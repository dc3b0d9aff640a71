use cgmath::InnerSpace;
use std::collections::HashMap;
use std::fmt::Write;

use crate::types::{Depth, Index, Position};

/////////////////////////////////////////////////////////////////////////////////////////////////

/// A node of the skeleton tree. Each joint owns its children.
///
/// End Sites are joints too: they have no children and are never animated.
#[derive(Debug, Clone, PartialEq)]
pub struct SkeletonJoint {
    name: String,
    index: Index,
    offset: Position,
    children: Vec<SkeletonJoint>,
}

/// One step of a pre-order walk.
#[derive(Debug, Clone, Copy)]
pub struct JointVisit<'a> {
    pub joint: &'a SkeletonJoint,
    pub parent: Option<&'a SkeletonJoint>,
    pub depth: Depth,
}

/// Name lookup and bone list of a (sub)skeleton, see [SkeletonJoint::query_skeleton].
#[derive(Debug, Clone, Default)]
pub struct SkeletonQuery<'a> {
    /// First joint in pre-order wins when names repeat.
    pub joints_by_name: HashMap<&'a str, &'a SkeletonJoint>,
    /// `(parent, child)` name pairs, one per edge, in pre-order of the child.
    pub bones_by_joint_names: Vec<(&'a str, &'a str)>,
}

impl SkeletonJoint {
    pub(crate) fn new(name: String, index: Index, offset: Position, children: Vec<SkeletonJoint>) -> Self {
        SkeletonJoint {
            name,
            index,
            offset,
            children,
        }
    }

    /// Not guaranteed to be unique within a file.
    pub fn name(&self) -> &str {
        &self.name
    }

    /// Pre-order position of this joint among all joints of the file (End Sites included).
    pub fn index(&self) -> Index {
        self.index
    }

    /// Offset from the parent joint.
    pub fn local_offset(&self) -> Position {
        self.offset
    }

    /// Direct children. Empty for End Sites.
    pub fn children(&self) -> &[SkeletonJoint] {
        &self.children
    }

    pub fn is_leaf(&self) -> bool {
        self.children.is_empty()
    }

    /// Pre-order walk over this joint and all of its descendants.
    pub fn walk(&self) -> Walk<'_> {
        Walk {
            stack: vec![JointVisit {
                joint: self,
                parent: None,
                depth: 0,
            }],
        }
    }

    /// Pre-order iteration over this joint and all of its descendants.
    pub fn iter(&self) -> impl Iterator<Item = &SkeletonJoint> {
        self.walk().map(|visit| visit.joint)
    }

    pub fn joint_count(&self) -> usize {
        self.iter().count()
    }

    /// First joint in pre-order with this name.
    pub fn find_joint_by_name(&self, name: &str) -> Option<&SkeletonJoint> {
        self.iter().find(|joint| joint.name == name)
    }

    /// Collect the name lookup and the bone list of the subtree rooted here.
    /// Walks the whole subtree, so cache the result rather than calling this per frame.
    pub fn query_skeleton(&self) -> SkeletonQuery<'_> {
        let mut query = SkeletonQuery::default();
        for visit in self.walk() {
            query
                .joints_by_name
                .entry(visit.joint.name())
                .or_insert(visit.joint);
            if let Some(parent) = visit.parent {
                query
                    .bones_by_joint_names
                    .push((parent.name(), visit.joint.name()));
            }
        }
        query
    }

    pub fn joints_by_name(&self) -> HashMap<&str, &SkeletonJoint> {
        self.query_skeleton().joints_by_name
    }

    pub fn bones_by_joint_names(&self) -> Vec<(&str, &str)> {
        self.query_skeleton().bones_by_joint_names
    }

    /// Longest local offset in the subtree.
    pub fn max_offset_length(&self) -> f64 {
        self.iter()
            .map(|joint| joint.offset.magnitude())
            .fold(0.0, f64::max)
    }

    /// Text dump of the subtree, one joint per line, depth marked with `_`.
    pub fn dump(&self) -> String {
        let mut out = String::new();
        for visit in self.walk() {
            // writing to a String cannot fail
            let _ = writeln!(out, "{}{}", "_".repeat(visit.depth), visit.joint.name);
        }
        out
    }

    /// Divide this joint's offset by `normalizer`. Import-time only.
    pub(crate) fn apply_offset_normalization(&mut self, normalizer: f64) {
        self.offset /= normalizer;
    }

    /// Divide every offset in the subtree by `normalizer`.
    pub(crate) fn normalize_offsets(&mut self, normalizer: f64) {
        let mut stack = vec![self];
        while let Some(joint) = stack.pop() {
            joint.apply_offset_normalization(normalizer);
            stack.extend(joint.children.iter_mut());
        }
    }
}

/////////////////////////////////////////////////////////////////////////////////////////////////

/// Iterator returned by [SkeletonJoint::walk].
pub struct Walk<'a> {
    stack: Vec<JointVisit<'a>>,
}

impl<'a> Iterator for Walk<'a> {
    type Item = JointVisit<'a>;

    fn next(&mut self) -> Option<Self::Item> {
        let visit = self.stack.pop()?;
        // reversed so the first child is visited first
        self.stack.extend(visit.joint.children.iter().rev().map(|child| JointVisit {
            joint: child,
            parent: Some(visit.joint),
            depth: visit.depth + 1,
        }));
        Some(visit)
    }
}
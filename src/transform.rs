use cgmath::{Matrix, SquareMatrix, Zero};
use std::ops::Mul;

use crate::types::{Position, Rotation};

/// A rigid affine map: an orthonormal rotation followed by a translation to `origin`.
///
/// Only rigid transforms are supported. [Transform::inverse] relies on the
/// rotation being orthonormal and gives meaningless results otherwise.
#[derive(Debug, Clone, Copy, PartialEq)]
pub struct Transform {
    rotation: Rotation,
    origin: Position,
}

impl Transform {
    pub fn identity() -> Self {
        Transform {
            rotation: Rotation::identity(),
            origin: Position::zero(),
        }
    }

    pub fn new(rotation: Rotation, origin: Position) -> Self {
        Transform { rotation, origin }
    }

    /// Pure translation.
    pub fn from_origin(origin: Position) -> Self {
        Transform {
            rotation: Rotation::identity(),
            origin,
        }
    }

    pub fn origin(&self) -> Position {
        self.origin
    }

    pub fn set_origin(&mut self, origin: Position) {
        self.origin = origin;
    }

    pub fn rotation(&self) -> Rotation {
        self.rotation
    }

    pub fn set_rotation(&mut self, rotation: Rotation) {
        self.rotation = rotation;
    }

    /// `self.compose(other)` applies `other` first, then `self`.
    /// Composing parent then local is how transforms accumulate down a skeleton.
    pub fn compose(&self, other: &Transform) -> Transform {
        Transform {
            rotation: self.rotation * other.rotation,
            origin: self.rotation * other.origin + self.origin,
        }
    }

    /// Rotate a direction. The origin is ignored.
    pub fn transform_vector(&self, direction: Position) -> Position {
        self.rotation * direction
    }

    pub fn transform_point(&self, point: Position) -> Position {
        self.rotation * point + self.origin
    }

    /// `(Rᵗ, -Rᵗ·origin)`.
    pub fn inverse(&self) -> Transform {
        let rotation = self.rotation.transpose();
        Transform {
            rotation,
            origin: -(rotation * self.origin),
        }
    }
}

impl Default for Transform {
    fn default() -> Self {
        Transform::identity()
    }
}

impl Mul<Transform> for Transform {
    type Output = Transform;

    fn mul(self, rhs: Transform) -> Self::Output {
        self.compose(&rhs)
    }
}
———
- _Directions_:
An exact copy of all the records is the expected answer.

- _Response_:
repository dc3b0d9aff640a71
use cgmath::InnerSpace;
use std::collections::HashMap;
use std::fmt::Write;

use crate::types::{Depth, Index, Position};

/////////////////////////////////////////////////////////////////////////////////////////////////

/// A node of the skeleton tree. Each joint owns its children.
///
/// End Sites are joints too: they have no children and are never animated.
#[derive(Debug, Clone, PartialEq)]
pub struct SkeletonJoint {
    name: String,
    index: Index,
    offset: Position,
    children: Vec<SkeletonJoint>,
}

/// One step of a pre-order walk.
#[derive(Debug, Clone, Copy)]
pub struct JointVisit<'a> {
    pub joint: &'a SkeletonJoint,
    pub parent: Option<&'a SkeletonJoint>,
    pub depth: Depth,
}

/// Name lookup and bone list of a (sub)skeleton, see [SkeletonJoint::query_skeleton].
#[derive(Debug, Clone, Default)]
pub struct SkeletonQuery<'a> {
    /// First joint in pre-order wins when names repeat.
    pub joints_by_name: HashMap<&'a str, &'a SkeletonJoint>,
    /// `(parent, child)` name pairs, one per edge, in pre-order of the child.
    pub bones_by_joint_names: Vec<(&'a str, &'a str)>,
}

impl SkeletonJoint {
    pub(crate) fn new(name: String, index: Index, offset: Position, children: Vec<SkeletonJoint>) -> Self {
        SkeletonJoint {
            name,
            index,
            offset,
            children,
        }
    }

    /// Not guaranteed to be unique within a file.
    pub fn name(&self) -> &str {
        &self.name
    }

    /// Pre-order position of this joint among all joints of the file (End Sites included).
    pub fn index(&self) -> Index {
        self.index
    }

    /// Offset from the parent joint.
    pub fn local_offset(&self) -> Position {
        self.offset
    }

    /// Direct children. Empty for End Sites.
    pub fn children(&self) -> &[SkeletonJoint] {
        &self.children
    }

    pub fn is_leaf(&self) -> bool {
        self.children.is_empty()
    }

    /// Pre-order walk over this joint and all of its descendants.
    pub fn walk(&self) -> Walk<'_> {
        Walk {
            stack: vec![JointVisit {
                joint: self,
                parent: None,
                depth: 0,
            }],
        }
    }

    /// Pre-order iteration over this joint and all of its descendants.
    pub fn iter(&self) -> impl Iterator<Item = &SkeletonJoint> {
        self.walk().map(|visit| visit.joint)
    }

    pub fn joint_count(&self) -> usize {
        self.iter().count()
    }

    /// First joint in pre-order with this name.
    pub fn find_joint_by_name(&self, name: &str) -> Option<&SkeletonJoint> {
        self.iter().find(|joint| joint.name == name)
    }

    /// Collect the name lookup and the bone list of the subtree rooted here.
    /// Walks the whole subtree, so cache the result rather than calling this per frame.
    pub fn query_skeleton(&self) -> SkeletonQuery<'_> {
        let mut query = SkeletonQuery::default();
        for visit in self.walk() {
            query
                .joints_by_name
                .entry(visit.joint.name())
                .or_insert(visit.joint);
            if let Some(parent) = visit.parent {
                query
                    .bones_by_joint_names
                    .push((parent.name(), visit.joint.name()));
            }
        }
        query
    }

    pub fn joints_by_name(&self) -> HashMap<&str, &SkeletonJoint> {
        self.query_skeleton().joints_by_name
    }

    pub fn bones_by_joint_names(&self) -> Vec<(&str, &str)> {
        self.query_skeleton().bones_by_joint_names
    }

    /// Longest local offset in the subtree.
    pub fn max_offset_length(&self) -> f64 {
        self.iter()
            .map(|joint| joint.offset.magnitude())
            .fold(0.0, f64::max)
    }

    /// Text dump of the subtree, one joint per line, depth marked with `_`.
    pub fn dump(&self) -> String {
        let mut out = String::new();
        for visit in self.walk() {
            // writing to a String cannot fail
            let _ = writeln!(out, "{}{}", "_".repeat(visit.depth), visit.joint.name);
        }
        out
    }

    /// Divide this joint's offset by `normalizer`. Import-time only.
    pub(crate) fn apply_offset_normalization(&mut self, normalizer: f64) {
        self.offset /= normalizer;
    }

    /// Divide every offset in the subtree by `normalizer`.
    pub(crate) fn normalize_offsets(&mut self, normalizer: f64) {
        let mut stack = vec![self];
        while let Some(joint) = stack.pop() {
            joint.apply_offset_normalization(normalizer);
            stack.extend(joint.children.iter_mut());
        }
    }
}

/////////////////////////////////////////////////////////////////////////////////////////////////

/// Iterator returned by [SkeletonJoint::walk].
pub struct Walk<'a> {
    stack: Vec<JointVisit<'a>>,
}

impl<'a> Iterator for Walk<'a> {
    type Item = JointVisit<'a>;

    fn next(&mut self) -> Option<Self::Item> {
        let visit = self.stack.pop()?;
        // reversed so the first child is visited first
        self.stack.extend(visit.joint.children.iter().rev().map(|child| JointVisit {
            joint: child,
            parent: Some(visit.joint),
            depth: visit.depth + 1,
        }));
        Some(visit)
    }
}
filename src/transform.rs
use cgmath::{Matrix, SquareMatrix, Zero};
use std::ops::Mul;

use crate::types::{Position, Rotation};

/// A rigid affine map: an orthonormal rotation followed by a translation to `origin`.
///
/// Only rigid transforms are supported. [Transform::inverse] relies on the
/// rotation being orthonormal and gives meaningless results otherwise.
#[derive(Debug, Clone, Copy, PartialEq)]
pub struct Transform {
    rotation: Rotation,
    origin: Position,
}

impl Transform {
    pub fn identity() -> Self {
        Transform {
            rotation: Rotation::identity(),
            origin: Position::zero(),
        }
    }

    pub fn new(rotation: Rotation, origin: Position) -> Self {
        Transform { rotation, origin }
    }

    /// Pure translation.
    pub fn from_origin(origin: Position) -> Self {
        Transform {
            rotation: Rotation::identity(),
            origin,
        }
    }

    pub fn origin(&self) -> Position {
        self.origin
    }

    pub fn set_origin(&mut self, origin: Position) {
        self.origin = origin;
    }

    pub fn rotation(&self) -> Rotation {
        self.rotation
    }

    pub fn set_rotation(&mut self, rotation: Rotation) {
        self.rotation = rotation;
    }

    /// `self.compose(other)` applies `other` first, then `self`.
    /// Composing parent then local is how transforms accumulate down a skeleton.
    pub fn compose(&self, other: &Transform) -> Transform {
        Transform {
            rotation: self.rotation * other.rotation,
            origin: self.rotation * other.origin + self.origin,
        }
    }

    /// Rotate a direction. The origin is ignored.
    pub fn transform_vector(&self, direction: Position) -> Position {
        self.rotation * direction
    }

    pub fn transform_point(&self, point: Position) -> Position {
        self.rotation * point + self.origin
    }

    /// `(Rᵗ, -Rᵗ·origin)`.
    pub fn inverse(&self) -> Transform {
        let rotation = self.rotation.transpose();
        Transform {
            rotation,
            origin: -(rotation * self.origin),
        }
    }
}

impl Default for Transform {
    fn default() -> Self {
        Transform::identity()
    }
}

impl Mul<Transform> for Transform {
    type Output = Transform;

    fn mul(self, rhs: Transform) -> Self::Output {
        self.compose(&rhs)
    }
}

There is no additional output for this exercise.